PROBLEM TO SOLVE — Scan the entries for "CourseModules". Every line that holds it is to be copied.

DATA FOR ANALYSIS: Begin

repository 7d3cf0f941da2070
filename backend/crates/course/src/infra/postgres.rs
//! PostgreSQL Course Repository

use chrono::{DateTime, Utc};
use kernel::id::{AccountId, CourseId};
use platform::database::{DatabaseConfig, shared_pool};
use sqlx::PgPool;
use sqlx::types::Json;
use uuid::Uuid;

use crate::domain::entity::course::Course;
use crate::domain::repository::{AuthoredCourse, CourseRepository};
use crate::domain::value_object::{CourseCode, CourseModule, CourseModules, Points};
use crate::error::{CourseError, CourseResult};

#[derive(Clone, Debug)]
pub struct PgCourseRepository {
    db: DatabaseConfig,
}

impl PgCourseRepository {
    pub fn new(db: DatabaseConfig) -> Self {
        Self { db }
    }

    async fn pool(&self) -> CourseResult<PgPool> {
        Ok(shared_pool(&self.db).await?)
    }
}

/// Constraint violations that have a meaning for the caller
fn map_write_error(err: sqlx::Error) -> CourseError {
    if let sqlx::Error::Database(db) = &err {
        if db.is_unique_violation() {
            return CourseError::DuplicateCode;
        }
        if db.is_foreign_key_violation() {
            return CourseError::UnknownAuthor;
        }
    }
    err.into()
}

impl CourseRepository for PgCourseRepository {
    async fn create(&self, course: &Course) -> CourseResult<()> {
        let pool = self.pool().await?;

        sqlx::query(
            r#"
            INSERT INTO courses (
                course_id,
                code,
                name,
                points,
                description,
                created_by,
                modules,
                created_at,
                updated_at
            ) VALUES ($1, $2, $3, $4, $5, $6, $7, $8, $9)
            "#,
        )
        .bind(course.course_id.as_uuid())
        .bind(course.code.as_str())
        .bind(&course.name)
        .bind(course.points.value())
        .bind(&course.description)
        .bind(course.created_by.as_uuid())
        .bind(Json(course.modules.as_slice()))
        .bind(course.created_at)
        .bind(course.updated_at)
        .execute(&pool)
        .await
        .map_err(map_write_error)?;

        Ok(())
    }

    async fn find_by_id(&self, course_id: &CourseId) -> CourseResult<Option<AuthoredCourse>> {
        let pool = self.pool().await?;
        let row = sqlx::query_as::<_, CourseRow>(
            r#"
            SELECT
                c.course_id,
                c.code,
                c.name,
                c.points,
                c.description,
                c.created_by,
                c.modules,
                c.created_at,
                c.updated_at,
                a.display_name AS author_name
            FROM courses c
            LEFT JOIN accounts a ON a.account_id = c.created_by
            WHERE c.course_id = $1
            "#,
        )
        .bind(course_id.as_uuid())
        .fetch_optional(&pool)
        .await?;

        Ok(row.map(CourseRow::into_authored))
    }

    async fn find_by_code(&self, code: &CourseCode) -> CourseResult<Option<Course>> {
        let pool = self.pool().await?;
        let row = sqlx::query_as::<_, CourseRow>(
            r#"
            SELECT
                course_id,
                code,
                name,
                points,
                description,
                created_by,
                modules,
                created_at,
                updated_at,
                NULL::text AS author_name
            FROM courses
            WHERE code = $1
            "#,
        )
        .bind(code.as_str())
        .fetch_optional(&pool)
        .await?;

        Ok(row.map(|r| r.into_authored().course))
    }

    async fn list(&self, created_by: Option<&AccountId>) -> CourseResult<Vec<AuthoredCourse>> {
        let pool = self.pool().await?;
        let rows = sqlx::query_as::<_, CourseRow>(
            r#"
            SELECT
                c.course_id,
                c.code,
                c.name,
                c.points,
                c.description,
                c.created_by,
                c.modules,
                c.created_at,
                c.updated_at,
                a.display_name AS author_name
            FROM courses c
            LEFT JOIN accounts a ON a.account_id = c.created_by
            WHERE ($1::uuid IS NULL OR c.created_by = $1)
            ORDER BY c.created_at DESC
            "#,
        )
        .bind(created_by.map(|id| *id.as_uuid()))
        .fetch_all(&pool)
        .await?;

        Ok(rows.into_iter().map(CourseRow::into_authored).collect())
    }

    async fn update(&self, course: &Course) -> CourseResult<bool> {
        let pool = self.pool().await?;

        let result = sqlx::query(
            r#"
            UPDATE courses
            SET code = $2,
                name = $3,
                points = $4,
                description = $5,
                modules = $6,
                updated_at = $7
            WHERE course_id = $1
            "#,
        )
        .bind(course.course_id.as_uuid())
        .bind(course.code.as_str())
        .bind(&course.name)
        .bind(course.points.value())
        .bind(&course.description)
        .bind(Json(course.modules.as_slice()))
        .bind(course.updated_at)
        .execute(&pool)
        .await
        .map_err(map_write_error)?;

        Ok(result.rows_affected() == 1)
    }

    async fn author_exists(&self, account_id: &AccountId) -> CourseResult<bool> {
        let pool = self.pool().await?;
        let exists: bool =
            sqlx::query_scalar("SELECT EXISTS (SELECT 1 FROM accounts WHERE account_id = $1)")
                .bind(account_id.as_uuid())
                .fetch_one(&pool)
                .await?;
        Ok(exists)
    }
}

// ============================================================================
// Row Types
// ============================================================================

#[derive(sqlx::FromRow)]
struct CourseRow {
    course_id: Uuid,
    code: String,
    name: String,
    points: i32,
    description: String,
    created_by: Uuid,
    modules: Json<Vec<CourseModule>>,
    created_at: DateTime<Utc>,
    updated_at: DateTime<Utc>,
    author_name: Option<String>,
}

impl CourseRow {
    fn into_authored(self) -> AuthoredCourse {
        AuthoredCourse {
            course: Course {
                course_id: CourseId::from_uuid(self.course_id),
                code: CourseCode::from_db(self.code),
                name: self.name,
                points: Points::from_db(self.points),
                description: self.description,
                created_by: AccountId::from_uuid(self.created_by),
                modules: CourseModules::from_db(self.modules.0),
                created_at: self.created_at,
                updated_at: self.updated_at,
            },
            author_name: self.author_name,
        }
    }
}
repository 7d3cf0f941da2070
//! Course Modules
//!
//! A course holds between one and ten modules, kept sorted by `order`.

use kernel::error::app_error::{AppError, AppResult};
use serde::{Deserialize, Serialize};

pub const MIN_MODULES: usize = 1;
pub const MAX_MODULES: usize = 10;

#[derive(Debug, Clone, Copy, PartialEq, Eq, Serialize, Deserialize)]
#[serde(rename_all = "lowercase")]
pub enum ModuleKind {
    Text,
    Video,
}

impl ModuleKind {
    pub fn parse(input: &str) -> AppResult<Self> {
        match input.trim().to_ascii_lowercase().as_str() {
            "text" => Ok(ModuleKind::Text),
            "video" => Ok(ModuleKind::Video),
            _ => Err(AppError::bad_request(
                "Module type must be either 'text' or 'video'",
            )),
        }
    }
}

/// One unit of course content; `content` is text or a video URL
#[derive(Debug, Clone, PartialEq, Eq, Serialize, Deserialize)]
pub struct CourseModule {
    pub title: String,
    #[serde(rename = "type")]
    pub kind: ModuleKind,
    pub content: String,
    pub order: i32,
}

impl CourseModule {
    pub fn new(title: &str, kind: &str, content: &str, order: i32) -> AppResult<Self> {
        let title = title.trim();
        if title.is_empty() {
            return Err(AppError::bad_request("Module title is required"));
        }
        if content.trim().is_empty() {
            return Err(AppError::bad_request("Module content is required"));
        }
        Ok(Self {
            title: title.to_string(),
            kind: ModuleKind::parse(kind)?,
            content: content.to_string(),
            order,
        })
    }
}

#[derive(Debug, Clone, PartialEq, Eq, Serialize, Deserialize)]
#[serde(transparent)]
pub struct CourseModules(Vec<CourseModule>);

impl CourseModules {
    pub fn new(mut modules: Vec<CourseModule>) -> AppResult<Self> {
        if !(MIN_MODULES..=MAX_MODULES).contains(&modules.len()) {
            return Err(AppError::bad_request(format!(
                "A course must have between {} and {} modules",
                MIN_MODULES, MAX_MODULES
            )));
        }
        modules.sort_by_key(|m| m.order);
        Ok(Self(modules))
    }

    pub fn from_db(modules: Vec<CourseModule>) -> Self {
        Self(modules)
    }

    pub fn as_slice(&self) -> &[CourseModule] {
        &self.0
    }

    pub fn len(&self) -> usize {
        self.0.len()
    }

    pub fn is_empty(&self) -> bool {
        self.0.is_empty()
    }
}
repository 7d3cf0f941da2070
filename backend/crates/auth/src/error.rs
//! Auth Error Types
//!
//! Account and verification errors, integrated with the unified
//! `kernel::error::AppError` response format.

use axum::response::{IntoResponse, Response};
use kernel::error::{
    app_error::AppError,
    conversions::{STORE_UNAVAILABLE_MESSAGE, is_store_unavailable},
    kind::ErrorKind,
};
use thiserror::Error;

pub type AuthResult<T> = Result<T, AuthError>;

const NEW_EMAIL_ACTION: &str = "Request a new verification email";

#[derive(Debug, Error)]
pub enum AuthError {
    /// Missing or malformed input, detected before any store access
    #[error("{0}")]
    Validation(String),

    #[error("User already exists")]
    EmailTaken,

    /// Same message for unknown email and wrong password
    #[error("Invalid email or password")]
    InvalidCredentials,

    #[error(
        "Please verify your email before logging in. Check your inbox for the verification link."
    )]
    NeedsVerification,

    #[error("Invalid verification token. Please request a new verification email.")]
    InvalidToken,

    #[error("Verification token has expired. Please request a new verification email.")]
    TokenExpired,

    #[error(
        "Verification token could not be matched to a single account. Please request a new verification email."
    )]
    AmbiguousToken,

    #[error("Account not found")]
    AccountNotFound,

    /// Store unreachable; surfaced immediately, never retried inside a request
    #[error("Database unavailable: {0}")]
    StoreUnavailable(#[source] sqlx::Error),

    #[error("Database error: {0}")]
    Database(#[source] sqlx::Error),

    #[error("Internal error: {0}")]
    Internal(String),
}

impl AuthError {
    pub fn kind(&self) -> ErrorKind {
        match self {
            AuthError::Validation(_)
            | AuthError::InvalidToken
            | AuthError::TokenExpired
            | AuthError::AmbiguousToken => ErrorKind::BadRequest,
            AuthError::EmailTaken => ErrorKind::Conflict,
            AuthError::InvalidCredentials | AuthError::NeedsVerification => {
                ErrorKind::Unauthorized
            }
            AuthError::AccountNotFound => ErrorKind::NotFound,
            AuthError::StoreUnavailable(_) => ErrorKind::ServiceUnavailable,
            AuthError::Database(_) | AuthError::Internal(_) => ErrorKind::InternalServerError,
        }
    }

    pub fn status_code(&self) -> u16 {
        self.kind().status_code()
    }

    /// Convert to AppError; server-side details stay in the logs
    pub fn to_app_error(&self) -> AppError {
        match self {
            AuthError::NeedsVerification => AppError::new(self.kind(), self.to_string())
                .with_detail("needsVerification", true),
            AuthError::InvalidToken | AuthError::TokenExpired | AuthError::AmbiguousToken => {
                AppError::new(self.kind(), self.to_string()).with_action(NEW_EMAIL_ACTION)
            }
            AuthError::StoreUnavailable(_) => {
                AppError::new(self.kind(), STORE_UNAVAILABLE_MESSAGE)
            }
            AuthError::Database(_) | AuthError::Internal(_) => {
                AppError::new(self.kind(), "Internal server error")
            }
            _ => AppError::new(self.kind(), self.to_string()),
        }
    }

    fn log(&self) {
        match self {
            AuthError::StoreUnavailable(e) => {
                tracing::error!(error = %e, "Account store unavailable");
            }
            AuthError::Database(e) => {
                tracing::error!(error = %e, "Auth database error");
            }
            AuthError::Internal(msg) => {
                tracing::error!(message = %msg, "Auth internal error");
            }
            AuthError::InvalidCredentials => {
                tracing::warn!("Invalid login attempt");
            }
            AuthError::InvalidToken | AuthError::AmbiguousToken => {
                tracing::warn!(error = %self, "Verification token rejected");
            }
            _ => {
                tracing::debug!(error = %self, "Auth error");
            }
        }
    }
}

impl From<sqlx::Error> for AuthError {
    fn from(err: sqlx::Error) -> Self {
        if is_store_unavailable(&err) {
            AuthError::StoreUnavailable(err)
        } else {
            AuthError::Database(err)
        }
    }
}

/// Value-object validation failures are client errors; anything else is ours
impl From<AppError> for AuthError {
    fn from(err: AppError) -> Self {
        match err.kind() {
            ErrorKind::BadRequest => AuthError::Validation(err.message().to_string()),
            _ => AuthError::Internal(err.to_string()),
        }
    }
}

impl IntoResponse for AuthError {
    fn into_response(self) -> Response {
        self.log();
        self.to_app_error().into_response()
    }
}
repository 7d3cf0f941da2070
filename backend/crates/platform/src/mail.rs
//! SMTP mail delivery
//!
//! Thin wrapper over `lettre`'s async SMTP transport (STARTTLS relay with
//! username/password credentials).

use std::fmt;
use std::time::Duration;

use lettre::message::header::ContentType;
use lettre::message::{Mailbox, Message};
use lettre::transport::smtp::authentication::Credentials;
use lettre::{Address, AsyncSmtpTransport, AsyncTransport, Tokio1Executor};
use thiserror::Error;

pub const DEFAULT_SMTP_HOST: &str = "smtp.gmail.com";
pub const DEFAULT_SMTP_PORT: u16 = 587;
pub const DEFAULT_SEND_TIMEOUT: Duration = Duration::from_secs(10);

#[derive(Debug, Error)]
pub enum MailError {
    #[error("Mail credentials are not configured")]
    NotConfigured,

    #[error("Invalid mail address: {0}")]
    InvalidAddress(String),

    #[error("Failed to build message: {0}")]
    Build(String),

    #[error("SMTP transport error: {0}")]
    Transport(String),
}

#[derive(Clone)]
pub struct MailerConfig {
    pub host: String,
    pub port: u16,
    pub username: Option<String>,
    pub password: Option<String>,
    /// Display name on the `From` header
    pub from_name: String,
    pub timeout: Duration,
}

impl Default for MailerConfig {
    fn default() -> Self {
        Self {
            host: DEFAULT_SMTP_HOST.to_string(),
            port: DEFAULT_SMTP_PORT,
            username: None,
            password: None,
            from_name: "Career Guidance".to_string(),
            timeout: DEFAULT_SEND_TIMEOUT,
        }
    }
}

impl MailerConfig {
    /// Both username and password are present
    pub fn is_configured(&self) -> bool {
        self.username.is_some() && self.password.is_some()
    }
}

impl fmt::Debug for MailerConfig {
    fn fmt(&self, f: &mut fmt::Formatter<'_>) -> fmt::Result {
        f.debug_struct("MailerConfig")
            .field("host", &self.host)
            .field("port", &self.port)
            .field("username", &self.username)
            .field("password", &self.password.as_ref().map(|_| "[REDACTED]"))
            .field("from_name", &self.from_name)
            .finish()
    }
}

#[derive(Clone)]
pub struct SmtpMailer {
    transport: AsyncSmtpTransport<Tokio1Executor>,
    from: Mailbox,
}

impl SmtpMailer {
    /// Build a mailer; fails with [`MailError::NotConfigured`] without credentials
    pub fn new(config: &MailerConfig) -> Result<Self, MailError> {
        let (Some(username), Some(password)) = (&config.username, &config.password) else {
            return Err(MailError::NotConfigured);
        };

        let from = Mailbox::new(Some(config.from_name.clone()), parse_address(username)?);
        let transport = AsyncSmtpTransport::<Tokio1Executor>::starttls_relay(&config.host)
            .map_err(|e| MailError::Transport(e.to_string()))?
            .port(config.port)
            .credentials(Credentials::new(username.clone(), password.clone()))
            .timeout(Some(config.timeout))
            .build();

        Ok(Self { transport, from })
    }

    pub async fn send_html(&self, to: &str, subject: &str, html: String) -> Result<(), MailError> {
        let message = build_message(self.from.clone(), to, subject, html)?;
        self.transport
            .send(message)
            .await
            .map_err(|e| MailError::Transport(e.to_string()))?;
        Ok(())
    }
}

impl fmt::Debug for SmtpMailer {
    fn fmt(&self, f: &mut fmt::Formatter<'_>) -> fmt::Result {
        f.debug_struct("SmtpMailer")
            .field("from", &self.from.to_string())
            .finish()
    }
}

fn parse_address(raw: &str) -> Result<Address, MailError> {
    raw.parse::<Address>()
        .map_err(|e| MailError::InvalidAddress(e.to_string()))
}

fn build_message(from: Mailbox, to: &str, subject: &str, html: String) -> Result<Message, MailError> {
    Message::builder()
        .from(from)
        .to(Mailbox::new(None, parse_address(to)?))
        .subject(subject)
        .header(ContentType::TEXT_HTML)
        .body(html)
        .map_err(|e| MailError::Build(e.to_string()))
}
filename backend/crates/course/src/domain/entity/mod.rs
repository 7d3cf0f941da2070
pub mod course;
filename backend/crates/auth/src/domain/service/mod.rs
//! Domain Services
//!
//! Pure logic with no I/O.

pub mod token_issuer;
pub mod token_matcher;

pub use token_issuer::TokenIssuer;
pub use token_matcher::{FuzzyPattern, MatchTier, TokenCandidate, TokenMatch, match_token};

DATA FOR ANALYSIS: End

WRITTEN RESPONSE —
use crate::domain::value_object::{CourseCode, CourseModule, CourseModules, Points};
                modules: CourseModules::from_db(self.modules.0),
pub struct CourseModules(Vec<CourseModule>);
impl CourseModules {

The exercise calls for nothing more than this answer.